Discursive Passage — Study Notes for UTET
Overview
A discursive passage is a prose text that presents an argument, opinion, or explores multiple perspectives on an issue. Unlike narrative passages that tell stories or descriptive passages that paint pictures, discursive passages aim to persuade, analyse, or discuss ideas logically. In UTET Language II, you will encounter an unseen discursive passage followed by questions testing comprehension, reasoning, and inference skills.
This topic carries significant weightage in the Language II section (30 marks total, with comprehension forming a major chunk). The examiner tests whether you can extract the author's main argument, identify supporting evidence, draw logical conclusions, and understand vocabulary in context. Mastering discursive passages is essential because they mirror the analytical reading teachers must model for upper-primary students learning a second language.

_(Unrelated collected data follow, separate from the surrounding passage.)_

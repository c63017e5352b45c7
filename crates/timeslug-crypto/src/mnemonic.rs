//! Mnemonic encoding of entropy into dictionary words.
//!
//! Follows the BIP39 layout for 256-bit entropy:
//!
//! 1. `SHA-256(entropy)`; its first byte is the 8-bit checksum.
//! 2. 256 entropy bits followed by 8 checksum bits = 264 bits, MSB first.
//! 3. 24 groups of 11 bits, big-endian within each group.
//! 4. Each group indexes the 2048-word [`Dictionary`].
//!
//! A slug is the first `n` of those 24 words concatenated without
//! separators.

use timeslug_types::{Entropy, Result, TimeslugError};

use crate::hash::checksum_byte;
use crate::wordlist::Dictionary;

/// Number of words 264 bits encode.
pub const WORD_COUNT: usize = 24;

/// Bits consumed per word.
pub const BITS_PER_WORD: usize = 11;

/// Total bits: 256 entropy + 8 checksum.
const TOTAL_BITS: usize = WORD_COUNT * BITS_PER_WORD;

/// Clamps a requested word count into `1..=24`.
pub fn clamp_word_count(requested: i64) -> usize {
    // 1..=24 always fits in usize.
    requested.clamp(1, WORD_COUNT as i64) as usize
}

/// Slices `entropy ∥ checksum` into 24 eleven-bit word indices.
pub fn word_indices(entropy: &Entropy) -> [u16; WORD_COUNT] {
    let checksum = checksum_byte(entropy);

    let mut bits = Vec::with_capacity(TOTAL_BITS);

    // Entropy bits (256).
    for byte in entropy.as_bytes() {
        for j in (0..8).rev() {
            bits.push((byte >> j) & 1);
        }
    }

    // Checksum bits (8).
    for j in (0..8).rev() {
        bits.push((checksum >> j) & 1);
    }

    let mut indices = [0u16; WORD_COUNT];
    for (i, idx) in indices.iter_mut().enumerate() {
        for j in 0..BITS_PER_WORD {
            *idx = (*idx << 1) | u16::from(bits[i * BITS_PER_WORD + j]);
        }
    }
    indices
}

/// Maps entropy to its full 24-word sequence.
///
/// # Errors
///
/// Returns [`TimeslugError::DictionaryError`] if an index has no word,
/// which only happens with an unvalidated dictionary.
pub fn entropy_to_words<'d>(entropy: &Entropy, dictionary: &'d Dictionary) -> Result<Vec<&'d str>> {
    word_indices(entropy)
        .iter()
        .map(|&idx| {
            dictionary
                .word(idx)
                .ok_or_else(|| TimeslugError::DictionaryError {
                    reason: format!("word index {idx} out of range"),
                })
        })
        .collect()
}

/// Concatenates the first `word_count` words (clamped into `1..=24`).
pub fn mnemonic_slug(entropy: &Entropy, word_count: i64, dictionary: &Dictionary) -> Result<String> {
    let words = entropy_to_words(entropy, dictionary)?;
    Ok(words[..clamp_word_count(word_count)].concat())
}
//! # Scoped handlers and the container that builds them.
//!
//! A scoped handler is registered as a *type* ([`ScopedHandlerType`]) rather than an
//! instance. Every resolution asks the [`Container`] for a fresh instance, passing the
//! caller's [`Context`]; the instance lives only for that call.
//!
//! ## Resolution flow
//! ```text
//! consume_*(event, CallOptions { context })
//!     └─► HandlerRegistry::resolve(event, context)
//!             ├─► singletons (shared instances)
//!             └─► for each ScopedHandlerType:
//!                     Container::resolve(handler_type, context) ──► fresh HandlerRef
//! ```
//!
//! [`ConstructorContainer`] is the default container: it calls
//! [`ScopedHandler::from_context`] through the constructor captured by
//! [`ScopedHandlerType::of`]. Applications with real dependency wiring provide their
//! own [`Container`].

use std::any::{Any, TypeId};
use std::fmt;
use std::sync::Arc;

use async_trait::async_trait;

use crate::error::ResolutionError;
use crate::handlers::{Handler, HandlerRef};

/// Opaque per-call context forwarded verbatim to scoped handler resolution.
///
/// Cheap to clone; the core never looks inside.
#[derive(Clone)]
pub struct Context(Arc<dyn Any + Send + Sync>);

impl Context {
    /// Wraps a value as a context.
    pub fn new<T: Any + Send + Sync>(value: T) -> Self {
        Self(Arc::new(value))
    }

    /// Wraps an already shared value.
    pub fn from_arc(value: Arc<dyn Any + Send + Sync>) -> Self {
        Self(value)
    }

    /// Downcasts the context value.
    pub fn downcast_ref<T: Any>(&self) -> Option<&T> {
        (*self.0).downcast_ref::<T>()
    }

    /// Returns `true` if both contexts share the same value.
    pub fn ptr_eq(&self, other: &Context) -> bool {
        Arc::ptr_eq(&self.0, &other.0)
    }
}

impl fmt::Debug for Context {
    fn fmt(&self, f: &mut fmt::Formatter<'_>) -> fmt::Result {
        f.write_str("Context(..)")
    }
}

/// A handler type that can be constructed per call from an optional context.
pub trait ScopedHandler: Handler + Sized {
    /// Builds a fresh instance for one resolution call.
    fn from_context(context: Option<&Context>) -> Result<Self, ResolutionError>;
}

type Constructor = fn(Option<&Context>) -> Result<HandlerRef, ResolutionError>;

fn construct<H: ScopedHandler>(context: Option<&Context>) -> Result<HandlerRef, ResolutionError> {
    let handler = H::from_context(context)?;
    Ok(Arc::new(handler))
}

/// Descriptor of a scoped handler type.
///
/// Two descriptors are equal when they describe the same Rust type.
#[derive(Clone, Copy)]
pub struct ScopedHandlerType {
    id: TypeId,
    name: &'static str,
    construct: Constructor,
}

impl ScopedHandlerType {
    /// Descriptor of the handler type `H`.
    pub fn of<H: ScopedHandler>() -> Self {
        Self {
            id: TypeId::of::<H>(),
            name: std::any::type_name::<H>(),
            construct: construct::<H>,
        }
    }

    /// Type id of the handler type.
    #[inline]
    pub fn id(&self) -> TypeId {
        self.id
    }

    /// Full type name of the handler type.
    #[inline]
    pub fn name(&self) -> &'static str {
        self.name
    }

    /// Runs the captured constructor.
    pub fn construct(&self, context: Option<&Context>) -> Result<HandlerRef, ResolutionError> {
        (self.construct)(context)
    }
}

impl PartialEq for ScopedHandlerType {
    fn eq(&self, other: &Self) -> bool {
        self.id == other.id
    }
}

impl Eq for ScopedHandlerType {}

impl fmt::Debug for ScopedHandlerType {
    fn fmt(&self, f: &mut fmt::Formatter<'_>) -> fmt::Result {
        f.debug_tuple("ScopedHandlerType").field(&self.name).finish()
    }
}

/// Builds scoped handler instances on demand.
///
/// Errors are propagated unmodified to the strict-consumption caller.
#[async_trait]
pub trait Container: Send + Sync + 'static {
    /// Returns a fresh instance of `handler_type` bound to `context`.
    async fn resolve(
        &self,
        handler_type: &ScopedHandlerType,
        context: Option<&Context>,
    ) -> Result<HandlerRef, ResolutionError>;
}

/// Default container: constructs handlers through [`ScopedHandler::from_context`].
#[derive(Clone, Copy, Debug, Default)]
pub struct ConstructorContainer;

#[async_trait]
impl Container for ConstructorContainer {
    async fn resolve(
        &self,
        handler_type: &ScopedHandlerType,
        context: Option<&Context>,
    ) -> Result<HandlerRef, ResolutionError> {
        handler_type.construct(context)
    }
}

Your success depends on reading strategically — not word-by-word, but for meaning, structure, and intent. The questions demand thinking beyond the text, making this section a test of both language proficiency and critical reasoning.
Key Concepts
- **Discursive = Discussion-based**: The passage discusses a topic from one or multiple viewpoints, presenting reasons and evidence rather than just facts or a story.
- **Author's Purpose**: Usually to argue a position, compare viewpoints, explain causes and effects, or analyse a social/educational/environmental issue.
- **Thesis/Main Argument**: The central claim the author wants you to accept. Often stated in the opening or closing paragraph.
- **Supporting Points**: Reasons, examples, statistics, or expert opinions that back the main argument. Questions often ask you to identify these.
- **Inference Questions**: Require you to conclude something not directly stated but logically implied by the passage. The answer must be supported by textual evidence.
- **Tone and Attitude**: Discursive passages may be objective (balanced), persuasive (one-sided), critical, or analytical. Recognising tone helps answer attitude-based questions.
- **Logical Connectors**: Words like *however, therefore, moreover, although, consequently* signal relationships between ideas — contrast, cause-effect, addition, or concession.
- **Vocabulary in Context**: You must determine word meaning from surrounding sentences, not dictionary definitions alone.
Key Facts
- **Typical Length**: 200–350 words in UTET papers.